=== Task to carry out ===
Within the records below, reproduce without change the lines from the line that has "filename crates/coax-keytool/src/application/encode_text.rs" through the line that has "glyphs as space-separated", and only those.

=== Listed records ===
******************************

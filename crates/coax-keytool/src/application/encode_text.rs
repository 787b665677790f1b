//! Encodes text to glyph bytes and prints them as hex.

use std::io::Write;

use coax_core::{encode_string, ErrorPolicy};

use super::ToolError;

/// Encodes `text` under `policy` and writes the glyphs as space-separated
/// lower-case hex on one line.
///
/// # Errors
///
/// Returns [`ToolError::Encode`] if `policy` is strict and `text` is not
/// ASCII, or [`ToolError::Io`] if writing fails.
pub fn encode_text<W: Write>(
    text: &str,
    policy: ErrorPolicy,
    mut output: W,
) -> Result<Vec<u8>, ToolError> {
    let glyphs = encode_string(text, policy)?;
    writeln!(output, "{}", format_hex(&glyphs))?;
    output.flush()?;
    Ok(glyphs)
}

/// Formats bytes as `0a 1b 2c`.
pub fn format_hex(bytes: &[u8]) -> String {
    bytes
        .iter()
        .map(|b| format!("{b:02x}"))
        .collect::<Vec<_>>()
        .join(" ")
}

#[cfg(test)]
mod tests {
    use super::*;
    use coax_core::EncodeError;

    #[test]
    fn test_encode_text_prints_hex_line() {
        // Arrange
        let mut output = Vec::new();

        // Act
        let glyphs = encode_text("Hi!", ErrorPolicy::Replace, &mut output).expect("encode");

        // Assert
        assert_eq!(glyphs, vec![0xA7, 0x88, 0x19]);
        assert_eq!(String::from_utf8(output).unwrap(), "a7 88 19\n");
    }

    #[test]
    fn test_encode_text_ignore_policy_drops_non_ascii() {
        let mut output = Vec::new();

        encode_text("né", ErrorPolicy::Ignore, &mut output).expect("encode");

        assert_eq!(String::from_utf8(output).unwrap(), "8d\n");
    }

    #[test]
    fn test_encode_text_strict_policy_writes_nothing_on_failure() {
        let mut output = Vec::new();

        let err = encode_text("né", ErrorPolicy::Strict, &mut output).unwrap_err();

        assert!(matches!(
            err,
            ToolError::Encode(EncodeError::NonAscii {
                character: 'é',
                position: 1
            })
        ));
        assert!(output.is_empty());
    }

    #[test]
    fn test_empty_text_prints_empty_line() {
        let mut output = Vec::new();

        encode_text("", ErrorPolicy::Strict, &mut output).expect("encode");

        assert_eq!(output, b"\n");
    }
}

******************************

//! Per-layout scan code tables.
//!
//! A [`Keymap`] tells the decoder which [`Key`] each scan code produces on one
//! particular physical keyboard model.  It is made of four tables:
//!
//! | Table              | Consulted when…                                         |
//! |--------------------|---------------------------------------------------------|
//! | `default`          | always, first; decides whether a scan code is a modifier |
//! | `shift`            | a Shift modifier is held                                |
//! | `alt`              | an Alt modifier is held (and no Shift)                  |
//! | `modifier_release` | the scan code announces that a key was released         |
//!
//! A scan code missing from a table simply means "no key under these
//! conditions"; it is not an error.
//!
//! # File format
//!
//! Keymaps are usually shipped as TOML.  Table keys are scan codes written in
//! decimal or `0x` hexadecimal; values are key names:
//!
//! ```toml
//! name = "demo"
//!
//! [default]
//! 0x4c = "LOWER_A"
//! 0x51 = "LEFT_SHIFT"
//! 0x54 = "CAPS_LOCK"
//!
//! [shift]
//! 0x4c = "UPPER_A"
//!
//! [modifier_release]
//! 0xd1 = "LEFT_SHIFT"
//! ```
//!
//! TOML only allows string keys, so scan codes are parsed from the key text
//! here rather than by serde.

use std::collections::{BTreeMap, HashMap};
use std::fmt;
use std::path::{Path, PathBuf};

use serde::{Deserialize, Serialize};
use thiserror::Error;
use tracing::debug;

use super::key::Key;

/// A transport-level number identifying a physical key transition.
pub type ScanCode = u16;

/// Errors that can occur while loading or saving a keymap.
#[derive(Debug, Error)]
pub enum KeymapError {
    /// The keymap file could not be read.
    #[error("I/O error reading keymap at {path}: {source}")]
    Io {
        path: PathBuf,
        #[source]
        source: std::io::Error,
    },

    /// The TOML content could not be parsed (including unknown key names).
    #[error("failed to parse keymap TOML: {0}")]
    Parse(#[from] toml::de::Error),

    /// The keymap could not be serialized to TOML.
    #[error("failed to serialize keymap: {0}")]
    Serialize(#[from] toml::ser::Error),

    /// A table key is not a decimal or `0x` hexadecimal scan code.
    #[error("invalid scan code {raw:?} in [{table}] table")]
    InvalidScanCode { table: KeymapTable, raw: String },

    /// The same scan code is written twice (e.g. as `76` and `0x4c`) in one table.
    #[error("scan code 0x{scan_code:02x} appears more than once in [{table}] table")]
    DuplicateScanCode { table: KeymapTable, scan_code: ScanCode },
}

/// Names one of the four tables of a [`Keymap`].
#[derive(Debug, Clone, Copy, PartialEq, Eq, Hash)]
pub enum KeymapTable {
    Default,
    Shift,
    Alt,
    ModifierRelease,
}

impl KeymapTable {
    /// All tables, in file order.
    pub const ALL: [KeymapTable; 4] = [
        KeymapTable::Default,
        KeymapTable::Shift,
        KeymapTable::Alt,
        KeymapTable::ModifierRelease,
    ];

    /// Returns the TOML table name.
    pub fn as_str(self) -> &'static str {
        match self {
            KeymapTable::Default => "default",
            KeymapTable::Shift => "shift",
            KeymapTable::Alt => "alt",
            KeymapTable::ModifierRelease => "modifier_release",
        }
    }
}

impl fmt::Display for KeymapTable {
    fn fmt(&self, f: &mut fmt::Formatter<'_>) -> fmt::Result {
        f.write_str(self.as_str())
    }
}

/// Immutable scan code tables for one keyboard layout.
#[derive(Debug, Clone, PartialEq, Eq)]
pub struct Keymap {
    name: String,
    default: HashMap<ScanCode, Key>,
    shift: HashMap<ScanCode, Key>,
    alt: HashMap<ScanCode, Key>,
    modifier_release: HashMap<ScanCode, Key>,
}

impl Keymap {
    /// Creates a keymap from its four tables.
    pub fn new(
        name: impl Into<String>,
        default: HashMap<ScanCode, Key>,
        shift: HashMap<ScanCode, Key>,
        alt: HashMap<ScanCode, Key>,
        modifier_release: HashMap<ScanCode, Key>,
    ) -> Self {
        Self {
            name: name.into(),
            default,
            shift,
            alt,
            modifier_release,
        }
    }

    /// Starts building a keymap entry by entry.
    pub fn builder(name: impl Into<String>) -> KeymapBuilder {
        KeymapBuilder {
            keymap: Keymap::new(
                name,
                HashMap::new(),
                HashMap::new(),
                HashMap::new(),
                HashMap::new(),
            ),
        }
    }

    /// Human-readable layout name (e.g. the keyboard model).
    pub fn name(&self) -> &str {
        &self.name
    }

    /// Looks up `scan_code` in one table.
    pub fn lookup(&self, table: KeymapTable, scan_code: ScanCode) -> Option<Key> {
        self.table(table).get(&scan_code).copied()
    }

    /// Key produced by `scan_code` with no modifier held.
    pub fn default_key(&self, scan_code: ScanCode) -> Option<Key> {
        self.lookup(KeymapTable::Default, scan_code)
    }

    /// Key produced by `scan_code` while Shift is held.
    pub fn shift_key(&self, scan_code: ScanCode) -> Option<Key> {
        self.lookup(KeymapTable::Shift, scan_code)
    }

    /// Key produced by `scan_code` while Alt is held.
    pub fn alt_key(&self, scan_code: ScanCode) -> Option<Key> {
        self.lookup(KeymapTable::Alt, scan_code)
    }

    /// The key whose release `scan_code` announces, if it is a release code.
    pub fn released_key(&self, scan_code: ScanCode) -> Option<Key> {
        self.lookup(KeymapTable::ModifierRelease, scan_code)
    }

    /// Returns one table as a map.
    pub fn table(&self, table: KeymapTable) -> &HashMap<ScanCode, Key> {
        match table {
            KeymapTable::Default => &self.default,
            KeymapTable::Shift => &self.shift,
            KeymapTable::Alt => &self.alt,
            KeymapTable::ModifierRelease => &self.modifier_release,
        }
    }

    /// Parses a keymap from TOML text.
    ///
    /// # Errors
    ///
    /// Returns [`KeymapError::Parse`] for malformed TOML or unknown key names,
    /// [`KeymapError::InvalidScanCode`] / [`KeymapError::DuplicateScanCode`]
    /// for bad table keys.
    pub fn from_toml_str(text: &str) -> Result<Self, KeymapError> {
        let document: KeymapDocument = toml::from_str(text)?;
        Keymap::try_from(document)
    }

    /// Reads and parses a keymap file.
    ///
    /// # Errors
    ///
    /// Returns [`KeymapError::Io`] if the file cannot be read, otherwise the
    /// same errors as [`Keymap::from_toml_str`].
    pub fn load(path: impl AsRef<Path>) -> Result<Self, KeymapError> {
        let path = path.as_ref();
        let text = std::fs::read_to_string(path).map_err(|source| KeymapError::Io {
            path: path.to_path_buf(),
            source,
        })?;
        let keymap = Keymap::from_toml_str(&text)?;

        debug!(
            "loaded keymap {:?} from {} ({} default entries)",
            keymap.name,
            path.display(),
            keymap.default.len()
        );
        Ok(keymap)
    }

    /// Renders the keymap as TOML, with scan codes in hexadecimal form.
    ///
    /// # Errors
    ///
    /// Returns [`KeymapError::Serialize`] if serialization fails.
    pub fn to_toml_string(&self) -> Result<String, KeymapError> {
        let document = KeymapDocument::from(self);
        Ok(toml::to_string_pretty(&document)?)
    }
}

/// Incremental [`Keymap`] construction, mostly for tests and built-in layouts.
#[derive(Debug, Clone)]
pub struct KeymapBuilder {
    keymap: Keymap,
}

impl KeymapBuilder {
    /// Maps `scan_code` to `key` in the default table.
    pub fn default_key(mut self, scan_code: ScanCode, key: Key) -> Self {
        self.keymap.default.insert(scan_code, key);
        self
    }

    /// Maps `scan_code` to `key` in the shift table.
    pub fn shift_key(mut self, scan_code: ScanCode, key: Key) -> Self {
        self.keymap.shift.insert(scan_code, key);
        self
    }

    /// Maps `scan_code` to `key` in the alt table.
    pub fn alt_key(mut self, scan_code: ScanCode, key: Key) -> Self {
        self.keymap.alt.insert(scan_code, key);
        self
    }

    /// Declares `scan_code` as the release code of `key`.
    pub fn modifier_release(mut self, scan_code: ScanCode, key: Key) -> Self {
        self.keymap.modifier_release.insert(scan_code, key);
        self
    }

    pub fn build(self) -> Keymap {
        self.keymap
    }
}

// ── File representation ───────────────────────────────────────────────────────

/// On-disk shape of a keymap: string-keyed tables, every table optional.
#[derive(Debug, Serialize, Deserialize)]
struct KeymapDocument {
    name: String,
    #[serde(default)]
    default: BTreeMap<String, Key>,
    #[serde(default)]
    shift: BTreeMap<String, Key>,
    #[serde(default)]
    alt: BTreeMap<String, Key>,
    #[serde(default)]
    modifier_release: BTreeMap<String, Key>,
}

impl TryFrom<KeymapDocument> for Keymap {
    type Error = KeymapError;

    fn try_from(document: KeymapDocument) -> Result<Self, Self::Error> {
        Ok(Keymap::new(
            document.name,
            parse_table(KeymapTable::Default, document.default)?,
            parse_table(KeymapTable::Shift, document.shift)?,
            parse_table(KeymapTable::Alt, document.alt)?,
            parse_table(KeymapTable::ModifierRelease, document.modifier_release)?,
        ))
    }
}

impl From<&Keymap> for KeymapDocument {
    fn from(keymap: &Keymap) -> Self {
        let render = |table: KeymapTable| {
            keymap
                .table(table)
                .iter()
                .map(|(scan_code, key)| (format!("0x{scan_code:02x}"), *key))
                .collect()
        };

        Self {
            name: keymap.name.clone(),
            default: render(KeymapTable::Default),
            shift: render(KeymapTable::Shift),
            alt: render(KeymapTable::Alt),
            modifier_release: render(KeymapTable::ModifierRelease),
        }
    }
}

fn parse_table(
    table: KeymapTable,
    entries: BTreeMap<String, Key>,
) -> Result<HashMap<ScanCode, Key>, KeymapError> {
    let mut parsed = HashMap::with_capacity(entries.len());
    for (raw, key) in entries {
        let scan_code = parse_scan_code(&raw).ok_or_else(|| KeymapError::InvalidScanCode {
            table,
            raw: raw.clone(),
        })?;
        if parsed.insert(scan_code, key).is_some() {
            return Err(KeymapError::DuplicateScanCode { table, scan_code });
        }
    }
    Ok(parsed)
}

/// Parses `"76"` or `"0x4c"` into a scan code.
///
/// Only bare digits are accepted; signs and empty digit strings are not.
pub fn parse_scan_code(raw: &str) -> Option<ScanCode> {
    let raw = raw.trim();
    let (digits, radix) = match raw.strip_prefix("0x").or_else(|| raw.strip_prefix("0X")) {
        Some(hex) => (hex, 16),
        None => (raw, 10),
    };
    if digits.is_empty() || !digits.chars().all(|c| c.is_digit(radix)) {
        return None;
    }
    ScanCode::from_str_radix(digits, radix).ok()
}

******************************

=== Output ===
filename crates/coax-keytool/src/application/encode_text.rs
repository 787b665677790f1b
//! Encodes text to glyph bytes and prints them as hex.

use std::io::Write;

use coax_core::{encode_string, ErrorPolicy};

use super::ToolError;

/// Encodes `text` under `policy` and writes the glyphs as space-separated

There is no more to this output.